Donald Sutherland, whose performances in such films as M*A*S*H, Ordinary People and The Hunger Games proved he could portray sinister, sympathetic, comedic or tragic with equal aplomb, has died. He was 88.
Sutherland died Thursday in Miami after a long illness, CAA’s Missy Davy told The Hollywood Reporter.
Remarkably, Sutherland was never even nominated for a competitive Oscar, though the Academy of Motion Picture Arts and Sciences made up for the oversight by giving him an honorary statuette in November 2017 at the Governors Awards.
A prodigious actor who often appeared in three to five films a year, the lanky Canadian-born star displayed great range during his six-decade career. His early characters, like crazed/dazed Pvt. Vernon Pinkley in The Dirty Dozen (1967), anti-Establishment Army medic Benjamin Franklin “Hawkeye” Pierce in M*A*S*H (1970) and hippie tank commander Oddball in Kelly’s Heroes (1970), were rascally mavericks.
With his distinctive baritone and crystal blue eyes, Sutherland was also effective in provocative roles, like when he played a private eye who falls for a prostitute (his then real-life romantic partner Jane Fonda) in Alan J. Pakula’s Klute (1971).

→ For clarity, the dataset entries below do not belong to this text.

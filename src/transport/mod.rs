//! WebSocket transport layer.
//!
//! This module handles communication between the client (Rust) and the
//! pixel controller via WebSocket.
//!
//! # Architecture
//!
//! ```text
//! ┌─────────────────┐                              ┌─────────────────┐
//! │  Session (Rust) │                              │  Controller     │
//! │                 │         WebSocket            │  (LED strip)    │
//! │  Connection     │─────────────────────────────►│                 │
//! │  (client)       │      ws://host:port          │  WebSocket      │
//! │                 │◄──── pixel count (once) ─────│  Server         │
//! └─────────────────┘                              └─────────────────┘
//! ```
//!
//! # Connection Lifecycle
//!
//! 1. `Connection::open` - WebSocket client handshake
//! 2. `Connection::send_text("init")` - start the controller handshake
//! 3. `Connection::wait_reply` - receive the pixel count
//! 4. `Connection::send_text` - fire-and-forget commands
//! 5. `Connection::shutdown` - close after queued commands
//!
//! # Modules
//!
//! | Module | Description |
//! |--------|-------------|
//! | `connection` | WebSocket connection and event loop |

// ============================================================================
// Submodules
// ============================================================================

/// WebSocket connection and event loop.
pub mod connection;

// ============================================================================
// Re-exports
// ============================================================================

pub use connection::{CloseHandler, Connection};
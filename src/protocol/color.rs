//! Color triple and channel clamping.
//!
//! Host values arrive as arbitrary numbers. Every channel is truncated
//! toward zero and bounded to `[0, 255]` before it reaches the wire.

// ============================================================================
// Imports
// ============================================================================

use std::fmt;

// ============================================================================
// Channel Clamping
// ============================================================================

/// Truncates toward zero and bounds the result to `[0, 255]`.
///
/// `NaN` maps to 0. Values already in range pass through unchanged.
#[inline]
#[must_use]
pub fn color_limit(value: f64) -> u8 {
    // Float-to-int `as` casts saturate and map NaN to 0.
    value.trunc() as u8
}

// ============================================================================
// Color
// ============================================================================

/// An RGB color with each channel in `[0, 255]`.
#[derive(Debug, Clone, Copy, Default, PartialEq, Eq, Hash)]
pub struct Color {
    /// Red channel.
    pub r: u8,
    /// Green channel.
    pub g: u8,
    /// Blue channel.
    pub b: u8,
}

impl Color {
    /// Creates a color from exact channel values.
    #[inline]
    #[must_use]
    pub const fn new(r: u8, g: u8, b: u8) -> Self {
        Self { r, g, b }
    }

    /// Creates a color from host numbers, clamping each channel.
    #[inline]
    #[must_use]
    pub fn clamped(r: f64, g: f64, b: f64) -> Self {
        Self {
            r: color_limit(r),
            g: color_limit(g),
            b: color_limit(b),
        }
    }
}

impl fmt::Display for Color {
    /// Renders the channels as space-separated decimals, as on the wire.
    fn fmt(&self, f: &mut fmt::Formatter<'_>) -> fmt::Result {
        write!(f, "{} {} {}", self.r, self.g, self.b)
    }
}

impl From<(u8, u8, u8)> for Color {
    #[inline]
    fn from((r, g, b): (u8, u8, u8)) -> Self {
        Self::new(r, g, b)
    }
}

// ============================================================================
// Tests
// ============================================================================
//! OWLS client - drive an addressable LED pixel strip over WebSocket.
//!
//! This library talks to an OWLS controller: a small server that owns a
//! physical LED strip and accepts one-line text commands.
//!
//! # Architecture
//!
//! - **Session**: one WebSocket connection per [`Session`], a handshake that
//!   learns the strip length, and a shadow copy of the pixel counts
//! - **Commands**: every pixel operation clamps its arguments and emits
//!   exactly one text frame, in call order
//! - **Extension**: a block-editor facade that maps block function names to
//!   session methods and reports connection status
//!
//! Commands are fire-and-forget. The controller only replies once, to the
//! handshake, with its pixel count.
//!
//! # Quick Start
//!
//! ```no_run
//! use owls_client::{Result, Session};
//!
//! #[tokio::main]
//! async fn main() -> Result<()> {
//!     let session = Session::new();
//!     let ready = session.connect("localhost", 8000).await?;
//!     println!("Strip has {} pixels", ready.pixel_count);
//!
//!     session.auto_show("Off")?;
//!     session.set_pixels(0.0, 0.0, 64.0)?;
//!     session.set_pixel(0.0, 255.0, 0.0, 0.0)?;
//!     session.show()?;
//!
//!     session.disconnect();
//!     Ok(())
//! }
//! ```
//!
//! # Modules
//!
//! | Module | Description |
//! |--------|-------------|
//! | [`error`] | Error types and [`Result`] alias |
//! | [`extension`] | Block descriptor and dispatch: [`Extension`] |
//! | [`protocol`] | Command grammar and handshake parsing |
//! | [`session`] | Connection lifecycle and pixel commands: [`Session`] |
//! | [`transport`] | WebSocket connection and event loop (internal) |

// ============================================================================
// Modules
// ============================================================================

/// Error types and result aliases.
///
/// All fallible operations return [`Result<T>`] which uses [`Error`].
pub mod error;

/// Block editor integration.
pub mod extension;

/// Wire grammar of the controller protocol.
pub mod protocol;

/// Session lifecycle and pixel commands.
pub mod session;

/// WebSocket transport layer.
///
/// Internal module owning the socket and its event loop.
pub mod transport;

// ============================================================================
// Re-exports
// ============================================================================

// Error types
pub use error::{Error, Result};

// Extension types
pub use extension::{BlockFunction, Descriptor, Extension, Locale};

// Protocol types
pub use protocol::{AutoShow, Color, Command, ReadyData, ShiftDirection};

// Session types
pub use session::{ControllerAddr, Session, SessionBuilder, SessionConfig, Status, StatusReport};
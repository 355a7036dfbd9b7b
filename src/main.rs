//! sbom-merge: merge and rewrite container SBOMs
//!
//! Merges resolver (Cachi2) and scanner (Syft) SBOMs, records base images,
//! injects image references and grafts parent image SBOMs for `CycloneDX`
//! and SPDX documents.

use anyhow::Result;
use clap::{CommandFactory, Parser, Subcommand};
use clap_complete::{generate, Shell};
use sbom_merge::{
    cli::{self, BaseImagesArgs, ConfigAction, ContextualizeArgs},
    config::{load_or_default, AppConfig},
    merge::Flavour,
    model::SbomFormat,
    pipeline::exit_codes,
};
use std::io;
use std::path::PathBuf;
use tracing_subscriber::{layer::SubscriberExt, util::SubscriberInitExt};

#[derive(Parser)]
#[command(name = "sbom-merge")]
#[command(version)]
#[command(about = "Merge and rewrite container SBOMs", long_about = None)]
#[command(after_help = "EXIT CODES:
    0  Success
    3  Error occurred

EXAMPLES:
    # Merge a Cachi2 SBOM with two Syft SBOMs
    sbom-merge merge cachi2:cachi2.json syft:source.json syft:image.json -O sbom.json

    # Record base images in an SBOM
    sbom-merge base-images --sbom sbom.json --digests base-images-digests.txt

    # Make the built image the subject of its SBOM
    sbom-merge image-ref --sbom sbom.json --image-url quay.io/ns/app:v1 --image-digest sha256:...")]
struct Cli {
    /// Enable verbose output
    #[arg(short, long, global = true)]
    verbose: bool,

    /// Suppress non-essential output
    #[arg(short, long, global = true, conflicts_with = "verbose")]
    quiet: bool,

    /// Path to configuration file
    #[arg(long, global = true)]
    config: Option<PathBuf>,

    #[command(subcommand)]
    command: Commands,
}

/// Output flags shared by document-producing commands
#[derive(clap::Args)]
struct OutputArgs {
    /// Write the document to a file instead of stdout
    #[arg(short = 'O', long = "output-file")]
    output_file: Option<PathBuf>,

    /// JSON indentation (0 for compact output)
    #[arg(long)]
    indent: Option<usize>,
}

#[derive(Subcommand)]
enum Commands {
    /// Merge resolver and scanner SBOMs
    Merge {
        /// Inputs as `[cachi2|syft:]PATH`
        #[arg(required = true, num_args = 2..)]
        inputs: Vec<String>,

        /// Require every input to be in this format
        #[arg(long, value_enum)]
        format: Option<SbomFormat>,

        /// Flavour of the first input when it has no prefix
        #[arg(long)]
        first_flavour: Option<Flavour>,

        #[command(flatten)]
        output: OutputArgs,
    },

    /// Record the base images of a multi-stage build in an SBOM
    BaseImages {
        #[arg(long)]
        sbom: PathBuf,

        /// File with `repository:tag@digest` per line
        #[arg(long)]
        digests: PathBuf,

        /// File with the `FROM` images, one per line
        #[arg(long, conflicts_with = "parsed_dockerfile")]
        dockerfile_images: Option<PathBuf>,

        /// `dockerfile-json` output of the build's Dockerfile
        #[arg(long)]
        parsed_dockerfile: Option<PathBuf>,

        #[command(flatten)]
        output: OutputArgs,
    },

    /// Make the built image the subject of an SBOM
    ImageRef {
        #[arg(long)]
        sbom: PathBuf,

        /// Image repository with tag, e.g. `quay.io/ns/app:v1`
        #[arg(long)]
        image_url: String,

        /// Image digest, e.g. `sha256:...`
        #[arg(long)]
        image_digest: String,

        #[command(flatten)]
        output: OutputArgs,
    },

    /// Graft a parent image SBOM under a component SBOM
    Contextualize {
        #[arg(long)]
        component: PathBuf,

        #[arg(long)]
        parent: PathBuf,

        /// Platform of the parent image, e.g. `linux/arm64`
        #[arg(long)]
        platform: Option<String>,

        /// `dockerfile-json` output naming the parent image
        #[arg(long)]
        parsed_dockerfile: Option<PathBuf>,

        /// Build target stage
        #[arg(long, requires = "parsed_dockerfile")]
        target_stage: Option<String>,

        #[command(flatten)]
        output: OutputArgs,
    },

    /// List the purls of an SBOM
    Purls {
        #[arg(long)]
        sbom: PathBuf,

        #[command(flatten)]
        output: OutputArgs,
    },

    /// Show configuration, its JSON Schema, or an example file
    Config {
        #[command(subcommand)]
        action: ConfigCommand,
    },

    /// Generate shell completions
    Completions {
        /// Shell to generate completions for
        #[arg(value_enum)]
        shell: Shell,
    },
}

#[derive(Subcommand)]
enum ConfigCommand {
    /// Print the effective configuration (defaults, file, CLI)
    Show,
    /// Print the JSON Schema of the config file format
    Schema,
    /// Print an example config file
    Example,
}

fn main() {
    let cli = Cli::parse();

    let log_level = if cli.verbose {
        "debug"
    } else if cli.quiet {
        "warn"
    } else {
        "info"
    };
    tracing_subscriber::registry()
        .with(tracing_subscriber::EnvFilter::new(
            std::env::var("RUST_LOG").unwrap_or_else(|_| log_level.to_string()),
        ))
        .with(
            tracing_subscriber::fmt::layer()
                .with_target(false)
                .with_writer(io::stderr),
        )
        .init();

    let code = match run(cli) {
        Ok(code) => code,
        Err(err) => {
            tracing::error!("{err:#}");
            exit_codes::ERROR
        }
    };
    std::process::exit(code);
}

fn run(cli: Cli) -> Result<i32> {
    let (mut config, loaded_from) = load_or_default(cli.config.as_deref());
    if let Some(path) = &loaded_from {
        tracing::debug!("Loaded config from {}", path.display());
    }

    match cli.command {
        Commands::Merge {
            inputs,
            format,
            first_flavour,
            output,
        } => {
            let mut overrides = output_overrides(&output);
            overrides.merge.format = format;
            if let Some(flavour) = first_flavour {
                overrides.merge.default_first_flavour = flavour;
            }
            config.merge(&overrides);
            cli::run_merge(&inputs, &config)
        }

        Commands::BaseImages {
            sbom,
            digests,
            dockerfile_images,
            parsed_dockerfile,
            output,
        } => {
            config.merge(&output_overrides(&output));
            let args = BaseImagesArgs {
                sbom,
                digests,
                dockerfile_images,
                parsed_dockerfile,
            };
            cli::run_base_images(&args, &config)
        }

        Commands::ImageRef {
            sbom,
            image_url,
            image_digest,
            output,
        } => {
            config.merge(&output_overrides(&output));
            cli::run_image_ref(&sbom, &image_url, &image_digest, &config)
        }

        Commands::Contextualize {
            component,
            parent,
            platform,
            parsed_dockerfile,
            target_stage,
            output,
        } => {
            let mut overrides = output_overrides(&output);
            overrides.provenance.platform = platform;
            config.merge(&overrides);
            let args = ContextualizeArgs {
                component,
                parent,
                parsed_dockerfile,
                target_stage,
            };
            cli::run_contextualize(&args, &config)
        }

        Commands::Purls { sbom, output } => {
            config.merge(&output_overrides(&output));
            cli::run_purls(&sbom, &config)
        }

        Commands::Config { action } => {
            let action = match action {
                ConfigCommand::Show => ConfigAction::Show,
                ConfigCommand::Schema => ConfigAction::Schema,
                ConfigCommand::Example => ConfigAction::Example,
            };
            cli::run_config(action, &config, loaded_from.as_deref())
        }

        Commands::Completions { shell } => {
            let mut cmd = Cli::command();
            generate(shell, &mut cmd, "sbom-merge", &mut io::stdout());
            Ok(exit_codes::SUCCESS)
        }
    }
}

/// CLI output flags as a config layer over file settings.
fn output_overrides(output: &OutputArgs) -> AppConfig {
    let mut builder = AppConfig::builder().output_file(output.output_file.clone());
    if let Some(indent) = output.indent {
        builder = builder.indent(indent);
    }
    builder.build()
}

In Nicolas Roeg‘s horror thriller Don’t Look Now (1973), he and Julie Christie tantalized audiences in one particular bedroom scene, one of the more torrid sexual sequences in movie history. And for Federico Fellini, he starred in 1976 as Casanova.
Sutherland’s turn as the irreverent, martini-loving Hawkeye in M*A*S*H opposite Elliott Gould as “Trapper” John McIntyre brought him international stardom at age 35.
“It showed the concept of war without showing war,” he said of the classic Robert Altman film in a 1970 interview for the CBC program Telescope. “When you are in a field station like we were, it is insane to watch human bodies come flying into a camp that are wrecked for no reason at all. That kind of insanity created an environment, a kind of mini-society, that was in chaos. To a lot of people, that represents a kind of society that we have today.”
Taking a different tack, Sutherland was empathetic as a suburban Chicago lawyer trying to hold his family together in Robert Redford‘s Ordinary People (1980) and as a compassionate doctor in Richard Pearce’s Threshold (1981). But then there he was playing a maniacal pyromaniac in Ron Howard‘s Backdraft (1991).